[Dataset entries]
- - - -
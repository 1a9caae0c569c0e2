use axum::{
    extract::{rejection::JsonRejection, Path, State},
    Json,
};
use serde::{Deserialize, Serialize};
use serde_json::{Map, Value};
use service::collections::registry::ensure_registered;
use service::permissions::Scope;

use super::auth::Caller;
use crate::errors::ApiError;
use crate::state::ServerState;

#[derive(Debug, Deserialize)]
pub struct WriteBody {
    #[serde(default)]
    pub data: Value,
}

#[derive(Debug, Deserialize)]
pub struct ImportBody {
    #[serde(default)]
    pub collections: Value,
}

#[derive(Serialize)]
pub struct CollectionOutput {
    pub name: String,
    pub data: Value,
}

#[derive(Serialize)]
pub struct MutationOutput {
    pub ok: bool,
    pub name: String,
}

#[derive(Serialize)]
pub struct ImportOutput {
    pub ok: bool,
    pub imported: Vec<String>,
    pub skipped: Vec<String>,
}

#[derive(Serialize)]
pub struct ClearOutput {
    pub ok: bool,
    pub cleared: usize,
}

#[utoipa::path(
    get, path = "/api/bootstrap", tag = "collections",
    responses((status = 200, description = "Every registered collection", body = crate::openapi::BootstrapDoc))
)]
pub async fn bootstrap(State(state): State<ServerState>, caller: Caller) -> Result<Json<Value>, ApiError> {
    state.policy.authorize(caller.claims(), Scope::CollectionsRead)?;
    let all = state.collections.bootstrap().await?;
    let collections: Map<String, Value> = all.into_iter().collect();
    Ok(Json(serde_json::json!({ "collections": collections })))
}

#[utoipa::path(
    get, path = "/api/collections/{name}", tag = "collections",
    params(("name" = String, Path, description = "Registered collection name")),
    responses(
        (status = 200, description = "Current value", body = crate::openapi::CollectionDoc),
        (status = 404, description = "Unknown collection", body = crate::errors::ErrorBody)
    )
)]
pub async fn read(
    State(state): State<ServerState>,
    caller: Caller,
    Path(name): Path<String>,
) -> Result<Json<CollectionOutput>, ApiError> {
    ensure_registered(&name)?;
    state.policy.authorize(caller.claims(), Scope::CollectionsRead)?;
    let data = state.collections.read(&name).await?;
    Ok(Json(CollectionOutput { name, data }))
}

#[utoipa::path(
    put, path = "/api/collections/{name}", tag = "collections",
    params(("name" = String, Path, description = "Registered collection name")),
    request_body = crate::openapi::WriteRequest,
    responses(
        (status = 200, description = "Stored"),
        (status = 400, description = "Data is neither array nor object", body = crate::errors::ErrorBody),
        (status = 404, description = "Unknown collection", body = crate::errors::ErrorBody)
    )
)]
pub async fn write(
    State(state): State<ServerState>,
    caller: Caller,
    Path(name): Path<String>,
    payload: Result<Json<WriteBody>, JsonRejection>,
) -> Result<Json<MutationOutput>, ApiError> {
    ensure_registered(&name)?;
    state.policy.authorize(caller.claims(), Scope::CollectionsWrite)?;
    let Json(body) = payload?;
    state.collections.write(&name, &body.data).await?;
    Ok(Json(MutationOutput { ok: true, name }))
}

#[utoipa::path(
    delete, path = "/api/collections/{name}", tag = "collections",
    params(("name" = String, Path, description = "Registered collection name")),
    responses(
        (status = 200, description = "Reset to an empty array"),
        (status = 404, description = "Unknown collection", body = crate::errors::ErrorBody)
    )
)]
pub async fn delete(
    State(state): State<ServerState>,
    caller: Caller,
    Path(name): Path<String>,
) -> Result<Json<MutationOutput>, ApiError> {
    ensure_registered(&name)?;
    state.policy.authorize(caller.claims(), Scope::CollectionsWrite)?;
    state.collections.delete(&name).await?;
    Ok(Json(MutationOutput { ok: true, name }))
}

#[utoipa::path(
    post, path = "/api/import", tag = "collections",
    request_body = crate::openapi::ImportRequest,
    responses(
        (status = 200, description = "Names imported and skipped"),
        (status = 400, description = "`collections` is not an object", body = crate::errors::ErrorBody)
    )
)]
pub async fn import(
    State(state): State<ServerState>,
    caller: Caller,
    payload: Result<Json<ImportBody>, JsonRejection>,
) -> Result<Json<ImportOutput>, ApiError> {
    state.policy.authorize(caller.claims(), Scope::SystemAdmin)?;
    let Json(body) = payload?;
    let Value::Object(collections) = body.collections else {
        return Err(ApiError::bad_request("collections must be an object"));
    };
    let report = state.collections.import(&collections).await?;
    Ok(Json(ImportOutput { ok: true, imported: report.imported, skipped: report.skipped }))
}

#[utoipa::path(post, path = "/api/clear", tag = "collections", responses((status = 200, description = "Every collection reset")))]
pub async fn clear(State(state): State<ServerState>, caller: Caller) -> Result<Json<ClearOutput>, ApiError> {
    state.policy.authorize(caller.claims(), Scope::SystemAdmin)?;
    let cleared = state.collections.clear_all().await?;
    Ok(Json(ClearOutput { ok: true, cleared }))
}
use std::collections::BTreeMap;

use serde::Serialize;
use serde_json::{Map, Value};
use tracing::{info, instrument, warn};

use super::registry::{ensure_registered, is_registered, REGISTERED_COLLECTIONS};
use super::store::{empty_document, CollectionStore};
use crate::errors::ServiceError;

/// Outcome of an import: which names were written and which were passed over.
#[derive(Debug, Clone, Default, Serialize, PartialEq)]
pub struct ImportReport {
    pub imported: Vec<String>,
    pub skipped: Vec<String>,
}

/// Collections must hold an array or a plain object.
pub fn validate_document(data: &Value) -> Result<(), ServiceError> {
    match data {
        Value::Array(_) | Value::Object(_) => Ok(()),
        _ => Err(ServiceError::Validation("data must be an array or object".into())),
    }
}

/// Request-level operations over the registered collections.
#[derive(Clone)]
pub struct CollectionService {
    store: CollectionStore,
}

impl CollectionService {
    pub fn new(store: CollectionStore) -> Self { Self { store } }

    pub fn store(&self) -> &CollectionStore { &self.store }

    /// Every registered collection with its current value (`[]` when missing).
    #[instrument(skip(self))]
    pub async fn bootstrap(&self) -> Result<BTreeMap<String, Value>, ServiceError> {
        let mut out = BTreeMap::new();
        for name in REGISTERED_COLLECTIONS {
            out.insert(name.to_string(), self.store.get_or_empty(name).await?);
        }
        Ok(out)
    }

    pub async fn read(&self, name: &str) -> Result<Value, ServiceError> {
        let name = ensure_registered(name)?;
        self.store.get_or_empty(name).await
    }

    /// Wholesale overwrite. Invalid payloads leave the stored value untouched.
    #[instrument(skip(self, data))]
    pub async fn write(&self, name: &str, data: &Value) -> Result<(), ServiceError> {
        let name = ensure_registered(name)?;
        validate_document(data)?;
        self.store.set(name, data).await?;
        info!(collection = %name, "collection written");
        Ok(())
    }

    /// Soft clear: the row stays, its value becomes `[]`.
    #[instrument(skip(self))]
    pub async fn delete(&self, name: &str) -> Result<(), ServiceError> {
        let name = ensure_registered(name)?;
        self.store.set(name, &empty_document()).await?;
        info!(collection = %name, "collection cleared");
        Ok(())
    }

    /// Overwrite each registered entry in turn. Unregistered names and
    /// payloads that are neither array nor object are skipped. A failure
    /// midway leaves earlier entries written.
    #[instrument(skip(self, collections), fields(count = collections.len()))]
    pub async fn import(&self, collections: &Map<String, Value>) -> Result<ImportReport, ServiceError> {
        let mut report = ImportReport::default();
        for (name, data) in collections {
            if !is_registered(name) {
                report.skipped.push(name.clone());
                continue;
            }
            if validate_document(data).is_err() {
                warn!(collection = %name, "import entry is neither array nor object; skipped");
                report.skipped.push(name.clone());
                continue;
            }
            self.store.set(name, data).await?;
            report.imported.push(name.clone());
        }
        info!(imported = report.imported.len(), skipped = report.skipped.len(), "import finished");
        Ok(report)
    }

    /// Reset every registered collection to `[]`.
    #[instrument(skip(self))]
    pub async fn clear_all(&self) -> Result<usize, ServiceError> {
        for name in REGISTERED_COLLECTIONS {
            self.store.set(name, &empty_document()).await?;
        }
        info!(count = REGISTERED_COLLECTIONS.len(), "all collections cleared");
        Ok(REGISTERED_COLLECTIONS.len())
    }

    /// Create `[]` rows for registered names that have none yet.
    pub async fn seed(&self) -> Result<usize, ServiceError> {
        let mut created = 0;
        for name in REGISTERED_COLLECTIONS {
            if self.store.seed(name, &empty_document()).await? {
                created += 1;
            }
        }
        if created > 0 {
            info!(created, "seeded empty collections");
        }
        Ok(created)
    }
}
pub mod errors;
pub mod db;
pub mod collection;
- - - -
__ASSIGNMENT__:
Only a number is expected here: the tally of lines above that contain "payloads". Please write nothing more.

__RESPONSE FOR THIS EXERCISE__:
2